START PROVIDED INFORMATION

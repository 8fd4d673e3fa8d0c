//! Configuration types for the PDF-to-mindmap pipeline.
//!
//! All pipeline behaviour is controlled through [`PipelineConfig`], built via
//! its [`PipelineConfigBuilder`]. The credential, the model choice and every
//! collaborator (PDF backend, OCR engine, inference client) are explicit
//! fields, so a pipeline can be run in isolation with fakes and no process
//! environment at all.
//!
//! # Design choice: builder over constructor
//! Most callers set two or three knobs and rely on documented defaults for
//! the rest; the builder keeps that readable as fields are added.

use crate::error::MindmapError;
use crate::pipeline::extract::ExtractionStrategy;
use crate::pipeline::llm::InferenceClient;
use crate::pipeline::mindmap::EmbedMode;
use crate::pipeline::ocr::OcrEngine;
use crate::pipeline::render::PdfBackend;
use crate::progress::ProgressCallback;
use std::fmt;
use std::path::PathBuf;
use std::sync::Arc;

/// Default model for the Gemini REST client.
pub const DEFAULT_MODEL: &str = "gemini-2.0-flash";

/// Environment variable the CLI reads the credential from.
pub const API_KEY_ENV: &str = "GOOGLE_API_KEY";

/// Default character cap applied before outline generation.
pub const DEFAULT_OUTLINE_CHAR_LIMIT: usize = 30_000;

/// Configuration for one pipeline run.
///
/// Built via [`PipelineConfig::builder()`] or using
/// [`PipelineConfig::default()`].
///
/// # Example
/// ```rust
/// use pdf2mindmap::PipelineConfig;
///
/// let config = PipelineConfig::builder()
///     .api_key("test-key")
///     .dpi(300)
///     .generate_questions(true)
///     .build()
///     .unwrap();
/// assert_eq!(config.outline_char_limit, Some(30_000));
/// ```
#[derive(Clone)]
pub struct PipelineConfig {
    /// Rasterisation DPI for OCR. Range: 72–600. Default: 200.
    ///
    /// 200 DPI keeps body text legible to tesseract while page images stay
    /// small enough to hold a whole document in memory.
    pub dpi: u32,

    /// Cap on either dimension of a rasterised page, in pixels. Default: 4000.
    pub max_rendered_pixels: u32,

    /// Extraction strategies, tried in order until one yields text.
    /// Default: text layer, then OCR.
    pub strategies: Vec<ExtractionStrategy>,

    /// Which OCR engine to build when [`Self::ocr_engine`] is not set.
    pub ocr: OcrEngineKind,

    /// Pre-constructed OCR engine. Takes precedence over `ocr`.
    pub ocr_engine: Option<Arc<dyn OcrEngine>>,

    /// Pre-constructed PDF backend. Default: pdfium.
    pub pdf_backend: Option<Arc<dyn PdfBackend>>,

    /// Explicit pdfium library location (file or directory).
    pub pdfium_library_path: Option<PathBuf>,

    /// PDF user password for encrypted documents.
    pub password: Option<String>,

    /// Credential for the Gemini API. Required for generation unless a
    /// provider or inference client is configured instead.
    pub api_key: Option<String>,

    /// Model identifier. If None, uses [`DEFAULT_MODEL`] for Gemini or the
    /// provider's default otherwise.
    pub model: Option<String>,

    /// `edgequake-llm` provider name (e.g. "openai", "anthropic", "ollama").
    /// None or "gemini" selects the built-in Gemini client.
    pub provider_name: Option<String>,

    /// Pre-constructed inference client. Takes precedence over everything else.
    pub inference: Option<Arc<dyn InferenceClient>>,

    /// Sampling temperature. Default: 0.2.
    pub temperature: f32,

    /// Maximum tokens the model may generate per call. Default: 8192.
    pub max_tokens: usize,

    /// Per-call inference timeout in seconds. Default: 120.
    pub api_timeout_secs: u64,

    /// Download timeout for URL inputs in seconds. Default: 120.
    pub download_timeout_secs: u64,

    /// Character cap applied before outline generation. Default: 30 000.
    ///
    /// Longer texts lose their tail rather than failing or being chunked.
    pub outline_char_limit: Option<usize>,

    /// Character cap applied before question generation. Default: None.
    ///
    /// Questions see the full document unless a limit is set here.
    pub question_char_limit: Option<usize>,

    /// Run question generation as part of [`crate::generate_mindmap`]. Default: false.
    pub generate_questions: bool,

    /// How the outline is embedded in the mind-map HTML. Default: JSON payload.
    pub embed_mode: EmbedMode,

    /// Optional observer for stage transitions.
    pub progress_callback: Option<ProgressCallback>,
}

impl Default for PipelineConfig {
    fn default() -> Self {
        Self {
            dpi: 200,
            max_rendered_pixels: 4000,
            strategies: vec![ExtractionStrategy::TextLayer, ExtractionStrategy::Ocr],
            ocr: OcrEngineKind::default(),
            ocr_engine: None,
            pdf_backend: None,
            pdfium_library_path: None,
            password: None,
            api_key: None,
            model: None,
            provider_name: None,
            inference: None,
            temperature: 0.2,
            max_tokens: 8192,
            api_timeout_secs: 120,
            download_timeout_secs: 120,
            outline_char_limit: Some(DEFAULT_OUTLINE_CHAR_LIMIT),
            question_char_limit: None,
            generate_questions: false,
            embed_mode: EmbedMode::default(),
            progress_callback: None,
        }
    }
}

impl fmt::Debug for PipelineConfig {
    fn fmt(&self, f: &mut fmt::Formatter<'_>) -> fmt::Result {
        f.debug_struct("PipelineConfig")
            .field("dpi", &self.dpi)
            .field("max_rendered_pixels", &self.max_rendered_pixels)
            .field("strategies", &self.strategies)
            .field("ocr", &self.ocr)
            .field("ocr_engine", &self.ocr_engine.as_ref().map(|_| "<dyn OcrEngine>"))
            .field("pdf_backend", &self.pdf_backend.as_ref().map(|_| "<dyn PdfBackend>"))
            .field("pdfium_library_path", &self.pdfium_library_path)
            .field("api_key", &self.api_key.as_ref().map(|_| "<redacted>"))
            .field("model", &self.model)
            .field("provider_name", &self.provider_name)
            .field("inference", &self.inference.as_ref().map(|_| "<dyn InferenceClient>"))
            .field("temperature", &self.temperature)
            .field("max_tokens", &self.max_tokens)
            .field("outline_char_limit", &self.outline_char_limit)
            .field("question_char_limit", &self.question_char_limit)
            .field("generate_questions", &self.generate_questions)
            .field("embed_mode", &self.embed_mode)
            .finish()
    }
}

impl PipelineConfig {
    /// Create a new builder for `PipelineConfig`.
    pub fn builder() -> PipelineConfigBuilder {
        PipelineConfigBuilder {
            config: Self::default(),
        }
    }

    /// The model name to use with the built-in Gemini client.
    pub fn gemini_model(&self) -> &str {
        self.model.as_deref().unwrap_or(DEFAULT_MODEL)
    }
}

/// Builder for [`PipelineConfig`].
#[derive(Debug)]
pub struct PipelineConfigBuilder {
    config: PipelineConfig,
}

impl PipelineConfigBuilder {
    pub fn dpi(mut self, dpi: u32) -> Self {
        self.config.dpi = dpi.clamp(72, 600);
        self
    }

    pub fn max_rendered_pixels(mut self, px: u32) -> Self {
        self.config.max_rendered_pixels = px.max(100);
        self
    }

    pub fn strategies(mut self, strategies: Vec<ExtractionStrategy>) -> Self {
        self.config.strategies = strategies;
        self
    }

    pub fn ocr(mut self, kind: OcrEngineKind) -> Self {
        self.config.ocr = kind;
        self
    }

    pub fn ocr_engine(mut self, engine: Arc<dyn OcrEngine>) -> Self {
        self.config.ocr_engine = Some(engine);
        self
    }

    pub fn pdf_backend(mut self, backend: Arc<dyn PdfBackend>) -> Self {
        self.config.pdf_backend = Some(backend);
        self
    }

    pub fn pdfium_library_path(mut self, path: impl Into<PathBuf>) -> Self {
        self.config.pdfium_library_path = Some(path.into());
        self
    }

    pub fn password(mut self, pwd: impl Into<String>) -> Self {
        self.config.password = Some(pwd.into());
        self
    }

    pub fn api_key(mut self, key: impl Into<String>) -> Self {
        self.config.api_key = Some(key.into());
        self
    }

    pub fn model(mut self, model: impl Into<String>) -> Self {
        self.config.model = Some(model.into());
        self
    }

    pub fn provider_name(mut self, name: impl Into<String>) -> Self {
        self.config.provider_name = Some(name.into());
        self
    }

    pub fn inference(mut self, client: Arc<dyn InferenceClient>) -> Self {
        self.config.inference = Some(client);
        self
    }

    pub fn temperature(mut self, t: f32) -> Self {
        self.config.temperature = t.clamp(0.0, 2.0);
        self
    }

    pub fn max_tokens(mut self, n: usize) -> Self {
        self.config.max_tokens = n;
        self
    }

    pub fn api_timeout_secs(mut self, secs: u64) -> Self {
        self.config.api_timeout_secs = secs;
        self
    }

    pub fn download_timeout_secs(mut self, secs: u64) -> Self {
        self.config.download_timeout_secs = secs;
        self
    }

    pub fn outline_char_limit(mut self, limit: Option<usize>) -> Self {
        self.config.outline_char_limit = limit;
        self
    }

    pub fn question_char_limit(mut self, limit: Option<usize>) -> Self {
        self.config.question_char_limit = limit;
        self
    }

    pub fn generate_questions(mut self, v: bool) -> Self {
        self.config.generate_questions = v;
        self
    }

    pub fn embed_mode(mut self, mode: EmbedMode) -> Self {
        self.config.embed_mode = mode;
        self
    }

    pub fn progress_callback(mut self, cb: ProgressCallback) -> Self {
        self.config.progress_callback = Some(cb);
        self
    }

    /// Build the configuration, validating constraints.
    pub fn build(self) -> Result<PipelineConfig, MindmapError> {
        let c = &self.config;
        if c.dpi < 72 || c.dpi > 600 {
            return Err(MindmapError::InvalidConfig(format!(
                "DPI must be 72–600, got {}",
                c.dpi
            )));
        }
        if c.strategies.is_empty() {
            return Err(MindmapError::InvalidConfig(
                "At least one extraction strategy is required".into(),
            ));
        }
        if c.outline_char_limit == Some(0) || c.question_char_limit == Some(0) {
            return Err(MindmapError::InvalidConfig(
                "Character limits must be ≥ 1 when set".into(),
            ));
        }
        if let OcrEngineKind::Tesseract { ref language } = c.ocr {
            if language.trim().is_empty() {
                return Err(MindmapError::InvalidConfig(
                    "Tesseract language must not be empty".into(),
                ));
            }
        }
        Ok(self.config)
    }
}

// ── Enums ────────────────────────────────────────────────────────────────

/// The OCR engine to construct for scanned documents.
#[derive(Debug, Clone, PartialEq, Eq)]
pub enum OcrEngineKind {
    /// The `tesseract` command-line tool. (default)
    Tesseract {
        /// Tesseract language code(s), e.g. "eng" or "eng+deu".
        language: String,
    },
    /// A vision-capable model reached through `edgequake-llm`.
    Vision { provider: String, model: String },
}

impl Default for OcrEngineKind {
    fn default() -> Self {
        OcrEngineKind::Tesseract {
            language: "eng".to_string(),
        }
    }
}

impl OcrEngineKind {
    /// Short engine name for logs and error messages.
    pub fn name(&self) -> &'static str {
        match self {
            OcrEngineKind::Tesseract { .. } => "tesseract",
            OcrEngineKind::Vision { .. } => "vision",
        }
    }
}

END PROVIDED INFORMATION

| WHAT IS REQUIRED |
Among the lines of the preceding data, which ones hold the word "OcrEngineKind"? List them.

| WRITTEN ANSWER |
    pub ocr: OcrEngineKind,
            ocr: OcrEngineKind::default(),
    pub fn ocr(mut self, kind: OcrEngineKind) -> Self {
        if let OcrEngineKind::Tesseract { ref language } = c.ocr {
pub enum OcrEngineKind {
impl Default for OcrEngineKind {
        OcrEngineKind::Tesseract {
impl OcrEngineKind {
            OcrEngineKind::Tesseract { .. } => "tesseract",
            OcrEngineKind::Vision { .. } => "vision",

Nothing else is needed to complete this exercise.